Answer with one number only: the count of lines below that hold the word "info".

Source data

=== Begin Enclosure ===

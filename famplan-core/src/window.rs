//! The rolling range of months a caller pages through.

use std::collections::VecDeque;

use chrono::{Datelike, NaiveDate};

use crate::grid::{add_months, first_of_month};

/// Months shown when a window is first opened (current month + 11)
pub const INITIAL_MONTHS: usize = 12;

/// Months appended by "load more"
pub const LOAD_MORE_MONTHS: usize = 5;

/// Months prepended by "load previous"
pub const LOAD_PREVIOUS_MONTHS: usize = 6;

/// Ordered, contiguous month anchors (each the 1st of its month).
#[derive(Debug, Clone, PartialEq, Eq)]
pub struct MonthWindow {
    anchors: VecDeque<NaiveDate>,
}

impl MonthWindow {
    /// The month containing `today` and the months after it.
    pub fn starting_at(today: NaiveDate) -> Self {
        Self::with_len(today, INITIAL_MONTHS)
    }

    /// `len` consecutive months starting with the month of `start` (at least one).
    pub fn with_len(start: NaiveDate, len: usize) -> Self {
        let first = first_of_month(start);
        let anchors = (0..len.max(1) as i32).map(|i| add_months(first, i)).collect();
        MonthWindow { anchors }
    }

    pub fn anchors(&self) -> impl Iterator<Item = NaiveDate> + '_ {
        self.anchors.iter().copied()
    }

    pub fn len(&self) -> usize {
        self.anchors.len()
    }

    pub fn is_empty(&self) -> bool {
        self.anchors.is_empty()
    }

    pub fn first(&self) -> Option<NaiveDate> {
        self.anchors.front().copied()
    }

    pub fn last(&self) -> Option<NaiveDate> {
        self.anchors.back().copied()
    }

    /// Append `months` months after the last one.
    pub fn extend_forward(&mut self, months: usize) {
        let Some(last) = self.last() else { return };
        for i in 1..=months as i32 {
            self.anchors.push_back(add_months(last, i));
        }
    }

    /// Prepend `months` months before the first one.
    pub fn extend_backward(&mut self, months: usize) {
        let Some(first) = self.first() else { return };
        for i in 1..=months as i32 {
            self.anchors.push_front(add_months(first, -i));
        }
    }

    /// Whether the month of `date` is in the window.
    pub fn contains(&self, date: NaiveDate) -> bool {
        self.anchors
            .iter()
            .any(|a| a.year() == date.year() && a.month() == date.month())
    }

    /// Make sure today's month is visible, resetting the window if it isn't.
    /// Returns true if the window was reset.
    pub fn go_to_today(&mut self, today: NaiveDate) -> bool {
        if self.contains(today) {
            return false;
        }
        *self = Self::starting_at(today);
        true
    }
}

=== End Enclosure ===
=== Begin Enclosure ===

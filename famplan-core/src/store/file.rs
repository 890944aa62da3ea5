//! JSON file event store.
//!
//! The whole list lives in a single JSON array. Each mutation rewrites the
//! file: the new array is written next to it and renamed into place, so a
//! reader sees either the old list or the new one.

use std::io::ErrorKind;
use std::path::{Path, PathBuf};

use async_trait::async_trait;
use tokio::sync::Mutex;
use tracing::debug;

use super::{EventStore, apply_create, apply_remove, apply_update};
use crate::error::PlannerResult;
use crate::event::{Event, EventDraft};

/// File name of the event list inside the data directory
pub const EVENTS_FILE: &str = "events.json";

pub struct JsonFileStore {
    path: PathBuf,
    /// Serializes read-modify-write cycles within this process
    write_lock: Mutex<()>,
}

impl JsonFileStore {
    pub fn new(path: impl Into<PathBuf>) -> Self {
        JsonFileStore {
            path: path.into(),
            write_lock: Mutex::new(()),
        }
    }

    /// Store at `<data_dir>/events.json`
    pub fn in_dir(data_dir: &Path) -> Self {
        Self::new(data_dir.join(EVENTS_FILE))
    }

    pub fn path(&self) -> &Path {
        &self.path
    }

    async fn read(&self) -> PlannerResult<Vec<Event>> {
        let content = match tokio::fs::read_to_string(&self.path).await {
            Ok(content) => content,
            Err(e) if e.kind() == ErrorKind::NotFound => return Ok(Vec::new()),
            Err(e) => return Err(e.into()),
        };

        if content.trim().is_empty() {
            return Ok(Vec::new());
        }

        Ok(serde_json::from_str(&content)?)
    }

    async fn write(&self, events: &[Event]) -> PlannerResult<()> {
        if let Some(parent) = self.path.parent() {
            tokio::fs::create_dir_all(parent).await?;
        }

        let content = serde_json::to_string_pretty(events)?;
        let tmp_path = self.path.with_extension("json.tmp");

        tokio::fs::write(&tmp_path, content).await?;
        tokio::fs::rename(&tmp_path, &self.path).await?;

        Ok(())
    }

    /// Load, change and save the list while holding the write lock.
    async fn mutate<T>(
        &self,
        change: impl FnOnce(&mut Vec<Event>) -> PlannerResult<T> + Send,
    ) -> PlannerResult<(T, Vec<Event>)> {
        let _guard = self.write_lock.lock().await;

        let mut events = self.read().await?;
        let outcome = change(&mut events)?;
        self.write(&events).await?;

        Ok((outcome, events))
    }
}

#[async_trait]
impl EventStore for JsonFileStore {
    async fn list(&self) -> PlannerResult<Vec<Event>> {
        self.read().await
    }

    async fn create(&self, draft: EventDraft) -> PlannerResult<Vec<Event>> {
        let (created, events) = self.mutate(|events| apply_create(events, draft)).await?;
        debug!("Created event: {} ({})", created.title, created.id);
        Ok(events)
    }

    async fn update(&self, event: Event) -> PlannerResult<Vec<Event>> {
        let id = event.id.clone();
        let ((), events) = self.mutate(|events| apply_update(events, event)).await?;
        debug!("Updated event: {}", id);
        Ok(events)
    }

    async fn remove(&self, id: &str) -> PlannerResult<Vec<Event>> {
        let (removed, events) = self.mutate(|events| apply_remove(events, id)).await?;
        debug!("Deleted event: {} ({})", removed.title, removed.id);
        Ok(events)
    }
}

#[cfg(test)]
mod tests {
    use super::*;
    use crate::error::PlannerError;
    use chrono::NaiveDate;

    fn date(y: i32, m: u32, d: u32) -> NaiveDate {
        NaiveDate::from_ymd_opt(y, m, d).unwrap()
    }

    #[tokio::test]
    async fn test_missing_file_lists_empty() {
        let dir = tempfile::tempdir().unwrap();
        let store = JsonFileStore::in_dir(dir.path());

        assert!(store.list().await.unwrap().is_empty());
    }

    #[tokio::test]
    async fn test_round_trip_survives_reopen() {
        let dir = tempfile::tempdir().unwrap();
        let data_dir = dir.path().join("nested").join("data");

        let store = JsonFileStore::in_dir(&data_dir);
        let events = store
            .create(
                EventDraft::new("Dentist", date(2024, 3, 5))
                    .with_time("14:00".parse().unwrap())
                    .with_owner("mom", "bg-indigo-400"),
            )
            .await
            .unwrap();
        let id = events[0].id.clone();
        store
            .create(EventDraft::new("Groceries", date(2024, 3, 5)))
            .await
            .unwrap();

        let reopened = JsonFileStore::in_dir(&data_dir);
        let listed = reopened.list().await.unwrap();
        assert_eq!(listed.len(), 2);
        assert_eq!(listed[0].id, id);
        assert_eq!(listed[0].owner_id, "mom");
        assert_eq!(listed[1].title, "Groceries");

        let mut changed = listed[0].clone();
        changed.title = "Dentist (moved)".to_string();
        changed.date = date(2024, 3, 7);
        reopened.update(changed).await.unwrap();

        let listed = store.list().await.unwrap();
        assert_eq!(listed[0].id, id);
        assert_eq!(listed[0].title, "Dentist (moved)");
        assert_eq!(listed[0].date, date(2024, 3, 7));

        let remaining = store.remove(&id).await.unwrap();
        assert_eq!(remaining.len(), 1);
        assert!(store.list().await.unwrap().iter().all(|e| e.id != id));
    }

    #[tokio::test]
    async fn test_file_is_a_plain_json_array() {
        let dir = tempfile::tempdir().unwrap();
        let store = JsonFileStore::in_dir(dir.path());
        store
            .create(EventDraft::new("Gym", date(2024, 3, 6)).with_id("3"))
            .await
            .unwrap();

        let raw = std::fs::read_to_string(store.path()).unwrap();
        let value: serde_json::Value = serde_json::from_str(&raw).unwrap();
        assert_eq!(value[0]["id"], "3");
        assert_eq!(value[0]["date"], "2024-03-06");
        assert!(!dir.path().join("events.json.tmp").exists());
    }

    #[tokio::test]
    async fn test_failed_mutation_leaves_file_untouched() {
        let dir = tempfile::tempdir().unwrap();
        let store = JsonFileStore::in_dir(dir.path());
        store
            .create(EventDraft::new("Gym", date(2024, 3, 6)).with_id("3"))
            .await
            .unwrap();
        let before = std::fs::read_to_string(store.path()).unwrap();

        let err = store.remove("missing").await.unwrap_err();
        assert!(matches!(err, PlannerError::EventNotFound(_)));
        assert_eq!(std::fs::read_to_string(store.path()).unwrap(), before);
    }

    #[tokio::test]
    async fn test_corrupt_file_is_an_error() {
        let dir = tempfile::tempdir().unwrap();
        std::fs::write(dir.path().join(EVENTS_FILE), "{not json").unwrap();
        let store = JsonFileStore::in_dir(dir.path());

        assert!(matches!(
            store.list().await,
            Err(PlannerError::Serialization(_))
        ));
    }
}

=== End Enclosure ===
=== Begin Enclosure ===

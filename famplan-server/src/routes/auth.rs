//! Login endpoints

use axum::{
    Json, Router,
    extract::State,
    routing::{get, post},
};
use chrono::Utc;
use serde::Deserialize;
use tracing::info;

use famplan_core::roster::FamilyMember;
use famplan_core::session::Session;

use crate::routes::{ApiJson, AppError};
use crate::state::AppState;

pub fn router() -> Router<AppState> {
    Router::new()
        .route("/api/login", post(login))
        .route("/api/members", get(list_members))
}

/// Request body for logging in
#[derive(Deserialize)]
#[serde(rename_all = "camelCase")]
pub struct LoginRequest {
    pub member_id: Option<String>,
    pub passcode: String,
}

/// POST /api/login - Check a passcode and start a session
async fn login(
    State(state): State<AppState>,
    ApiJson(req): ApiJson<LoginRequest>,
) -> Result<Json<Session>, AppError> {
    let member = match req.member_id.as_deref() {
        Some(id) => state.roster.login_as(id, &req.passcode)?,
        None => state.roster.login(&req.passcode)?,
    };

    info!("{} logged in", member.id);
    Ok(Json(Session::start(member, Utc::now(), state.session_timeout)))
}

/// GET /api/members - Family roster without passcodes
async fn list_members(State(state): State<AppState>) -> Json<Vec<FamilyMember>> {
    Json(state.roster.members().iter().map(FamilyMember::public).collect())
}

=== End Enclosure ===

(Written answer) 2